WORK TASK →
Whenever "enum" appears in a line, please copy that line from the data.
Segment Start: INFORMATION GIVEN
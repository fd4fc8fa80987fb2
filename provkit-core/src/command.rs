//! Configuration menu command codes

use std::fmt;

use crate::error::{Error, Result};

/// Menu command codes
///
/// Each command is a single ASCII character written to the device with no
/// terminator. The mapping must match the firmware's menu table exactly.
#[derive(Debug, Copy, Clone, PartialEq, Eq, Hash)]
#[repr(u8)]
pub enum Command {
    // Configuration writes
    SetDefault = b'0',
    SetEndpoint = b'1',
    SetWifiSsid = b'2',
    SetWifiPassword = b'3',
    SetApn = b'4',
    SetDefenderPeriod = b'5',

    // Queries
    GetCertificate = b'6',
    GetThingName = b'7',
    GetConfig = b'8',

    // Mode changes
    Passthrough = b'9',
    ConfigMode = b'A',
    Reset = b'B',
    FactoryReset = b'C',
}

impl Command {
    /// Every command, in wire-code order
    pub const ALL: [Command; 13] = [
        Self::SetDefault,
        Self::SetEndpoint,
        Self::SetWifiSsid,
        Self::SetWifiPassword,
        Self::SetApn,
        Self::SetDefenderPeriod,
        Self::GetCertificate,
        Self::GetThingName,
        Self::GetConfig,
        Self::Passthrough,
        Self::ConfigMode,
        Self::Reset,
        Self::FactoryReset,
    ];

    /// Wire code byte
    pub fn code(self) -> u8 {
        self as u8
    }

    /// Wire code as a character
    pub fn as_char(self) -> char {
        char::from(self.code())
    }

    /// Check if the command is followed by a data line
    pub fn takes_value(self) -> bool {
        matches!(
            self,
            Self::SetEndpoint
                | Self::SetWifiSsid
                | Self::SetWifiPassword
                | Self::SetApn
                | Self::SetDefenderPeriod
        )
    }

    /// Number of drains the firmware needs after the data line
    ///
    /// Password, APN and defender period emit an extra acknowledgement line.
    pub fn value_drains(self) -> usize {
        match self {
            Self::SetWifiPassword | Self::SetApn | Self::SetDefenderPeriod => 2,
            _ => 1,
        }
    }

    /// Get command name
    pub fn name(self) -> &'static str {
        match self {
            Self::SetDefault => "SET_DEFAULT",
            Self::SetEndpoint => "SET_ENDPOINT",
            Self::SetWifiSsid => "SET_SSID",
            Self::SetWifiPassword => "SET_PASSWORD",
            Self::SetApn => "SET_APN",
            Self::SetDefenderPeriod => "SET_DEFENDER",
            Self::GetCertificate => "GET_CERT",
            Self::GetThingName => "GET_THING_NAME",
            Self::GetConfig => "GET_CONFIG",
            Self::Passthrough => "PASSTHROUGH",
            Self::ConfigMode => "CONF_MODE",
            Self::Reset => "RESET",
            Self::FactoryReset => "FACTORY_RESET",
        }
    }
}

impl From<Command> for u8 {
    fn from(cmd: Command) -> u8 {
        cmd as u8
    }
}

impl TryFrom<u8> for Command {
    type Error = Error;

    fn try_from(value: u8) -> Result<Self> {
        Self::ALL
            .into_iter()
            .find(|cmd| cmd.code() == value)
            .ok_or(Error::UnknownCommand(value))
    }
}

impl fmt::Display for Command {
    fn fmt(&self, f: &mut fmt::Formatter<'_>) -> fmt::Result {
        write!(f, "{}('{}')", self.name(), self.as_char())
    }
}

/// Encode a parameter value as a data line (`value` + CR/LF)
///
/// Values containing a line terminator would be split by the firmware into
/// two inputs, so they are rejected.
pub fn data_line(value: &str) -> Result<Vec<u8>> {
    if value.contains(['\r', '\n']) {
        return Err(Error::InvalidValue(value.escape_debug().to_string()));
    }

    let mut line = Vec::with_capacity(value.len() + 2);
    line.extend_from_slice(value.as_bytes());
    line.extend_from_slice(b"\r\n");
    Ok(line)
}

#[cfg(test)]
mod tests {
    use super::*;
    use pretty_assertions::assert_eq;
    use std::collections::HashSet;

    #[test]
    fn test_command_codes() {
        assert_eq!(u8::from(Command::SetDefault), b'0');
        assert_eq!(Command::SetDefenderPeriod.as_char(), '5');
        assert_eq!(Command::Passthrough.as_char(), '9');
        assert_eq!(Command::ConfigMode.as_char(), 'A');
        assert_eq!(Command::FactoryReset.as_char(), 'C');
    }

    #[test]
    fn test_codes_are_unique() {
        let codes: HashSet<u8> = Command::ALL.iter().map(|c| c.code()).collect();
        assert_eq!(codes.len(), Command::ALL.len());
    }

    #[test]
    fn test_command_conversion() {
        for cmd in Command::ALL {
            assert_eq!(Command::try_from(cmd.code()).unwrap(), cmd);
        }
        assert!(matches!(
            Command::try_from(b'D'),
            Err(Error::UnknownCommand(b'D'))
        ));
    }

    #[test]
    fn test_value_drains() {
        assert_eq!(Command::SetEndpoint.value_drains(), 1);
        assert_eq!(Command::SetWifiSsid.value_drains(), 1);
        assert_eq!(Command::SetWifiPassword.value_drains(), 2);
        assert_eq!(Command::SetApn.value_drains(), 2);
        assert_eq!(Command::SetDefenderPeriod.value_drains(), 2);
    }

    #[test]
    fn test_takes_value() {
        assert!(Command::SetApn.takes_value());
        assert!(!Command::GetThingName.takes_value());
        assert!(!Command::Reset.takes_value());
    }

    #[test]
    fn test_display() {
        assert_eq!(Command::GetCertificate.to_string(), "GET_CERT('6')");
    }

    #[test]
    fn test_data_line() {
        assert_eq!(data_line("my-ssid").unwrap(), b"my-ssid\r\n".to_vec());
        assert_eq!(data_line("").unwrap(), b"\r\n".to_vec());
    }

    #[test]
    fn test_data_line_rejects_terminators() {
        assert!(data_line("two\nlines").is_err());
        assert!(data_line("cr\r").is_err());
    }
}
Segment End: INFORMATION GIVEN
Segment Start: INFORMATION GIVEN
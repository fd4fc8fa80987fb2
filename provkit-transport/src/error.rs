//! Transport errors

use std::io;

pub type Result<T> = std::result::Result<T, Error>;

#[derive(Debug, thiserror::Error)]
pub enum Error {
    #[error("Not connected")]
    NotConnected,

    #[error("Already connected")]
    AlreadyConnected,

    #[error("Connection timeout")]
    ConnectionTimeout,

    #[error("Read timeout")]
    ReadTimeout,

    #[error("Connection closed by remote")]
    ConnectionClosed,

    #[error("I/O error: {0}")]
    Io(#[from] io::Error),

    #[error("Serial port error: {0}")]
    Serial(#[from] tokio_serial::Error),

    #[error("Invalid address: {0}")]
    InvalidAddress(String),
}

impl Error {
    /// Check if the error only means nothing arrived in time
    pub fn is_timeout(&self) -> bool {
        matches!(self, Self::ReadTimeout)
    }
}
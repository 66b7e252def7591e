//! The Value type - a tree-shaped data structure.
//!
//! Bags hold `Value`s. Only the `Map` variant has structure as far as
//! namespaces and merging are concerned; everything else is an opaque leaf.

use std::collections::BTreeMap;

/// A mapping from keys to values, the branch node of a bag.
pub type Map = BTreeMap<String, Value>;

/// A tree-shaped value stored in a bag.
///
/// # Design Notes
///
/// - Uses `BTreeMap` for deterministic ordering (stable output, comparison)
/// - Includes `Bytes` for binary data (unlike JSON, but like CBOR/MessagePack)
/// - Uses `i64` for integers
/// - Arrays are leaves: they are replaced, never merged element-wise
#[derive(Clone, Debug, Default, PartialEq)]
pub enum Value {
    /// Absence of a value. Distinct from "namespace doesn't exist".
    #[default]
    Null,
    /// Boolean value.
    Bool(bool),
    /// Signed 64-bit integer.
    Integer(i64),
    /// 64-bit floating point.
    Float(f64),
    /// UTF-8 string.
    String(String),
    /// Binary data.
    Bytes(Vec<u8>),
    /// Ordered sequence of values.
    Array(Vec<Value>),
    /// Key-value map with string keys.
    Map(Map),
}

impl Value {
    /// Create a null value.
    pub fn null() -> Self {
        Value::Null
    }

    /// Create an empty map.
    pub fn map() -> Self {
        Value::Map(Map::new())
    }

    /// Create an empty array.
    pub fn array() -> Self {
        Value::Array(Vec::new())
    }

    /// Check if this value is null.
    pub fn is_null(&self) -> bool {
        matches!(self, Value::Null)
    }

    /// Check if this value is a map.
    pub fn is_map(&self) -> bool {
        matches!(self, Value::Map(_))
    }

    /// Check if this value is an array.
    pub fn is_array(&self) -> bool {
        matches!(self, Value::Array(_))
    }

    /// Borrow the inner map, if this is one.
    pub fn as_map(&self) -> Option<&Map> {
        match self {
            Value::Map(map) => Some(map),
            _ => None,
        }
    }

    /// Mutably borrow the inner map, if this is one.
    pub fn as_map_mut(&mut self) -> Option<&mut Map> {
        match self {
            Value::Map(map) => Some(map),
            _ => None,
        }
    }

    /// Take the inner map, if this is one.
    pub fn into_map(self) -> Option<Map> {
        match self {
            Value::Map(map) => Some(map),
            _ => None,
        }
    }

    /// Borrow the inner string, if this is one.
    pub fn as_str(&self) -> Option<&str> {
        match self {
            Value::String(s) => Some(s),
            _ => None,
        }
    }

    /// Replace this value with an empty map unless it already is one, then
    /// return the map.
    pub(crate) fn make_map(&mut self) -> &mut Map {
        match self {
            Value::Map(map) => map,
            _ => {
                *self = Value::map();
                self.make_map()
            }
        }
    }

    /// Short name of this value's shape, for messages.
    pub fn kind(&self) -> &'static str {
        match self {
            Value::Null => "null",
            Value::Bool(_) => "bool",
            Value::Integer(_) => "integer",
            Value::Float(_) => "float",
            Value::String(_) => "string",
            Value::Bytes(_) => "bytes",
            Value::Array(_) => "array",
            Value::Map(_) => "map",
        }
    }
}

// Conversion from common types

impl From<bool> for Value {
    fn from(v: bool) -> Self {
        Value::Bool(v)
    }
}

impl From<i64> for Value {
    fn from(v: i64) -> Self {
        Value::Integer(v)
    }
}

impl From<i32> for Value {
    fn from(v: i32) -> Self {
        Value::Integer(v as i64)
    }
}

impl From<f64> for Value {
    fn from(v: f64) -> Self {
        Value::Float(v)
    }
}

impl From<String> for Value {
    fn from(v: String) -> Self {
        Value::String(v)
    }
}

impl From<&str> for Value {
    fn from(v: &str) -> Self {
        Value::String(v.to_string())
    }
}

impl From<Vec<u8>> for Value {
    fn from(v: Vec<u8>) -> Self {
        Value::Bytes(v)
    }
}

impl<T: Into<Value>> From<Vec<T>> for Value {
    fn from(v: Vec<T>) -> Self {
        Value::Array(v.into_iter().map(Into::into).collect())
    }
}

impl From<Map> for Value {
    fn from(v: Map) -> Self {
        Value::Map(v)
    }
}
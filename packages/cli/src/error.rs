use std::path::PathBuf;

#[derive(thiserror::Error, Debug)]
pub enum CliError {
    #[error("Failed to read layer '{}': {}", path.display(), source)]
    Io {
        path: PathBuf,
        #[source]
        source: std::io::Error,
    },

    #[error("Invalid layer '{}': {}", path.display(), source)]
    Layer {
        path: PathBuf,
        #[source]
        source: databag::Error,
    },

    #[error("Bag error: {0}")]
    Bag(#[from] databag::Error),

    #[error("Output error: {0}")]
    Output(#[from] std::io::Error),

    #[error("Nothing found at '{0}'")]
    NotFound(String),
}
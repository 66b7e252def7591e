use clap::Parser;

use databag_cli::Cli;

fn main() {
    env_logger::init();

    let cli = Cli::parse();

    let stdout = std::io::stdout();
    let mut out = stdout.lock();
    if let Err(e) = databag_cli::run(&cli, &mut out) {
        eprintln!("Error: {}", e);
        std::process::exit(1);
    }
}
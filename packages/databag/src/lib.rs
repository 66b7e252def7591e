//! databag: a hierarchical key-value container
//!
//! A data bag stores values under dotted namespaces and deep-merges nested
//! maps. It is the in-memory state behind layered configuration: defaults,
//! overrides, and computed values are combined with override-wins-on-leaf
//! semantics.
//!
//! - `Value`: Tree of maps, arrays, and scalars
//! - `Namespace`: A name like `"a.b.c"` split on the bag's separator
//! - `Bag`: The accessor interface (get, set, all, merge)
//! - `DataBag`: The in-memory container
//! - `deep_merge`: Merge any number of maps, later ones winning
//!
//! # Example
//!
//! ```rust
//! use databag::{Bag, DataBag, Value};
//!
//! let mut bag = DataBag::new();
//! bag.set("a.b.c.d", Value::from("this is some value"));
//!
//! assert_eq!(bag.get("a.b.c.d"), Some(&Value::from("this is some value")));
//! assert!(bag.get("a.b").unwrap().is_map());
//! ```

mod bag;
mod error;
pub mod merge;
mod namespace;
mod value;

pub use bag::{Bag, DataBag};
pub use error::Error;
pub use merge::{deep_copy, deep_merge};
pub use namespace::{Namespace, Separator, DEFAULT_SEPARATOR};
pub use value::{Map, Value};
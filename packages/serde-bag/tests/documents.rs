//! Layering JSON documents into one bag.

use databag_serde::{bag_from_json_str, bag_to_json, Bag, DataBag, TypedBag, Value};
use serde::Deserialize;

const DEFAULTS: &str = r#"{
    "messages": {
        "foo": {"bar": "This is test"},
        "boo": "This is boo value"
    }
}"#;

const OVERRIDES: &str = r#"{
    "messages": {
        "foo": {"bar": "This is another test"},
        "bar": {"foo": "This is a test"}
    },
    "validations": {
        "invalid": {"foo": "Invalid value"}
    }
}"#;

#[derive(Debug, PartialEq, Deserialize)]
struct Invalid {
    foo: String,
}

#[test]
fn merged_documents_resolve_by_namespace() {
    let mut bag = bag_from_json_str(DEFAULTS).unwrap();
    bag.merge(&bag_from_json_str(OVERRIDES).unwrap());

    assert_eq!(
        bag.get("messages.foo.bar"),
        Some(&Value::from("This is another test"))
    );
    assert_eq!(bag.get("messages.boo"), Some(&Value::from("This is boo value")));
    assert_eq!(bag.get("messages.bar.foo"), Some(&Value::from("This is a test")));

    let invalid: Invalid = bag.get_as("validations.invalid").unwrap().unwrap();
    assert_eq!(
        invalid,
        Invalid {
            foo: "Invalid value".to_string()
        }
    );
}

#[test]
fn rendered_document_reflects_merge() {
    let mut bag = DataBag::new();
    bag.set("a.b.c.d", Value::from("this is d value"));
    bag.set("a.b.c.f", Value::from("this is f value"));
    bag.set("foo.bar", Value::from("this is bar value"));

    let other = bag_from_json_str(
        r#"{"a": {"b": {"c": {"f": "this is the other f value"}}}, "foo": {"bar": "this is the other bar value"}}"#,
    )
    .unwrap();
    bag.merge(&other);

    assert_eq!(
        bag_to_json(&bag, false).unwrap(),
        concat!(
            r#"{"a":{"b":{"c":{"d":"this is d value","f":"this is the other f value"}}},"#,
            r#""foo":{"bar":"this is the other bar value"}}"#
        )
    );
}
Segment End: INFORMATION GIVEN
Segment Start: INFORMATION GIVEN
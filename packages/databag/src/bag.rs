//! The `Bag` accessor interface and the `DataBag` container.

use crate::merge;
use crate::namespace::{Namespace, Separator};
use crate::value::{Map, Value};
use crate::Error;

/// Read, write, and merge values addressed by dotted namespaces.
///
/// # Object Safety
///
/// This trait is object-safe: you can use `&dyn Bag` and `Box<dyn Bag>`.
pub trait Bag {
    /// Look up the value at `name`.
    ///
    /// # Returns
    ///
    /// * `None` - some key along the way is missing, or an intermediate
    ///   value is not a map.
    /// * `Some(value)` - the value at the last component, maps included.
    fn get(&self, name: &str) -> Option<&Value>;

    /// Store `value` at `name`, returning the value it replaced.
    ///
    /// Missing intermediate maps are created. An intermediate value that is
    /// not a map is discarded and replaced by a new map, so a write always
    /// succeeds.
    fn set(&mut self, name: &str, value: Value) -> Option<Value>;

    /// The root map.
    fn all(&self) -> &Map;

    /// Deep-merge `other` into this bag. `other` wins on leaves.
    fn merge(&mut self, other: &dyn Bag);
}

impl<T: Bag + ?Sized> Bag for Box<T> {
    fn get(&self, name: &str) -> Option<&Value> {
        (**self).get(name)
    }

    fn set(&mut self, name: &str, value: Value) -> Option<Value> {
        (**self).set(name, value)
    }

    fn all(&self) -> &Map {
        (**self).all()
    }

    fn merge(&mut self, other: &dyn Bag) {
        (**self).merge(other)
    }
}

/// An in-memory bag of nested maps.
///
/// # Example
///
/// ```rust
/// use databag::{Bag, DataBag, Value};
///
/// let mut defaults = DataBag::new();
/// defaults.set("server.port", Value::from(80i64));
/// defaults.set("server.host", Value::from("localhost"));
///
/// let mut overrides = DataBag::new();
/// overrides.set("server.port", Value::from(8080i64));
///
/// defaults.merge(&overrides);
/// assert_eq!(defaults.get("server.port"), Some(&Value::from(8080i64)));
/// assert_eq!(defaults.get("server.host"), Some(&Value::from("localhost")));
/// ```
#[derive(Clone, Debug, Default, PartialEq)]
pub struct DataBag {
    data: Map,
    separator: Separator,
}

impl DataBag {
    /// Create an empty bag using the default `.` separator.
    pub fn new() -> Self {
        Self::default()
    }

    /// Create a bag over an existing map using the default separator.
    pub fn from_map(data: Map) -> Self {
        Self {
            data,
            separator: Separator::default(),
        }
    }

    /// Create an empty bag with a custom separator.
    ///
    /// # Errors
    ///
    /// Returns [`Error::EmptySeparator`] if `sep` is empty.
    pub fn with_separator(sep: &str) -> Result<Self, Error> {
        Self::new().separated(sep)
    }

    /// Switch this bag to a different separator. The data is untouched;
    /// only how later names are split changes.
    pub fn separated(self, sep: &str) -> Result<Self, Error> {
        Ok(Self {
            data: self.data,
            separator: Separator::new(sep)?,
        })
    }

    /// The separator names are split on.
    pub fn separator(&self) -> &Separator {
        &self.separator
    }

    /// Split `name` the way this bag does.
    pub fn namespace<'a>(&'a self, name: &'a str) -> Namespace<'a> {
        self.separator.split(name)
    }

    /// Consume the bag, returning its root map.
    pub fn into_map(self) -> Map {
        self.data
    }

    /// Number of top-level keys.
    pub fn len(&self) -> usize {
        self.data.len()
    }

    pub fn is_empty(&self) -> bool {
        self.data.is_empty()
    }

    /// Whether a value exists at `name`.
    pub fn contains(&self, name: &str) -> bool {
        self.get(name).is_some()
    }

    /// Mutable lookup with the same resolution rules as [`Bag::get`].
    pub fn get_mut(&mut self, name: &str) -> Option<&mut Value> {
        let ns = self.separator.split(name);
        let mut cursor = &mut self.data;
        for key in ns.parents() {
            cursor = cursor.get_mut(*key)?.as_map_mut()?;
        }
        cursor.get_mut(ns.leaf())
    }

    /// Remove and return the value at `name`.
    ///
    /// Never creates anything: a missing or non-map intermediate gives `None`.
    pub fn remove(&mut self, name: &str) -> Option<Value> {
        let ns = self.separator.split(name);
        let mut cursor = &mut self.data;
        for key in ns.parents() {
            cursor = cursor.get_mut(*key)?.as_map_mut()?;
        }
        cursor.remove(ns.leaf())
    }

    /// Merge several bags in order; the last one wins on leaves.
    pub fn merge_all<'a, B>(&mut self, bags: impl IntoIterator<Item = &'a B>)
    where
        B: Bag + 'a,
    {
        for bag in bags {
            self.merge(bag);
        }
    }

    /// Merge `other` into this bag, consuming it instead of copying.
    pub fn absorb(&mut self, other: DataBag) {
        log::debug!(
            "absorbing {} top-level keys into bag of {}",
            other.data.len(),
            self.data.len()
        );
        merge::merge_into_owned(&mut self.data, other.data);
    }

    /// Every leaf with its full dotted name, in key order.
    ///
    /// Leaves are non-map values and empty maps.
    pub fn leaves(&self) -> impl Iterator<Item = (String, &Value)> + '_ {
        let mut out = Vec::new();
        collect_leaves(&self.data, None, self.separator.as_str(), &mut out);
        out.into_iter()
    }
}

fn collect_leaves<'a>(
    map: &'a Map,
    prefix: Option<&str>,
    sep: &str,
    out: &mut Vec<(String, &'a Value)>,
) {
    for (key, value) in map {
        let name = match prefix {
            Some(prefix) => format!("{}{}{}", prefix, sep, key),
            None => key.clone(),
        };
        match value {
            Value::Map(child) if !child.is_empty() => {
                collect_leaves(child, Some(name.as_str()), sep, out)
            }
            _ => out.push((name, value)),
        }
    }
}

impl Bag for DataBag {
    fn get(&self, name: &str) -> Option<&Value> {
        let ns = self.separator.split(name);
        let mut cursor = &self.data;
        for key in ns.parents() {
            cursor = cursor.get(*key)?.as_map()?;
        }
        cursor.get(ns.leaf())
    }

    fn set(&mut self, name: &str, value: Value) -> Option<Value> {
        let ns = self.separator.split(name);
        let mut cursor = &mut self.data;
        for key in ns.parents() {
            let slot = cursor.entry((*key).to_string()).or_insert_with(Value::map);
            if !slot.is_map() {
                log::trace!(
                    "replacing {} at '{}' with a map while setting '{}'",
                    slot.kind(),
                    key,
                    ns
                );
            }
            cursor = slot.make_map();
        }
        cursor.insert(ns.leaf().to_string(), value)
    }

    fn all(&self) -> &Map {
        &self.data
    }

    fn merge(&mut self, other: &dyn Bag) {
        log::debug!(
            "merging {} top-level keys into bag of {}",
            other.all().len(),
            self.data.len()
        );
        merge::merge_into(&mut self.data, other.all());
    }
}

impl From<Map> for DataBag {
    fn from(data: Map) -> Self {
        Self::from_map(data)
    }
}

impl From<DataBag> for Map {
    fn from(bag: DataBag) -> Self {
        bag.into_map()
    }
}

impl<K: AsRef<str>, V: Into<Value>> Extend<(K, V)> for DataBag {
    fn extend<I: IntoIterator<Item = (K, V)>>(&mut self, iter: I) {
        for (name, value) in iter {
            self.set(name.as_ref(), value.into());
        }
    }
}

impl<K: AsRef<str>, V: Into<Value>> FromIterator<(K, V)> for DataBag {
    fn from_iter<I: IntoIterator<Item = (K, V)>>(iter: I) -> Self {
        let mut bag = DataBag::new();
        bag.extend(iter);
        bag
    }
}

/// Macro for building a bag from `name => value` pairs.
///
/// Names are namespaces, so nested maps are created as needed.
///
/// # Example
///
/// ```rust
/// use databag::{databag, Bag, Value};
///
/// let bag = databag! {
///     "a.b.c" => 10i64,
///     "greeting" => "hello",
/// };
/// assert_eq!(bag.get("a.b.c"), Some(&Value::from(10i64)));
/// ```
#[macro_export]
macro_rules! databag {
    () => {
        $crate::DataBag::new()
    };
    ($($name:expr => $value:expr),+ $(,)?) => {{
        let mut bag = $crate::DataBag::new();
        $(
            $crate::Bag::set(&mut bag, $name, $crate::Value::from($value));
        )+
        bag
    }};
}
Segment End: INFORMATION GIVEN
OUTPUT FOR THIS TASK →
pub enum Command {
pub enum Error {
pub enum Value {
pub enum CliError {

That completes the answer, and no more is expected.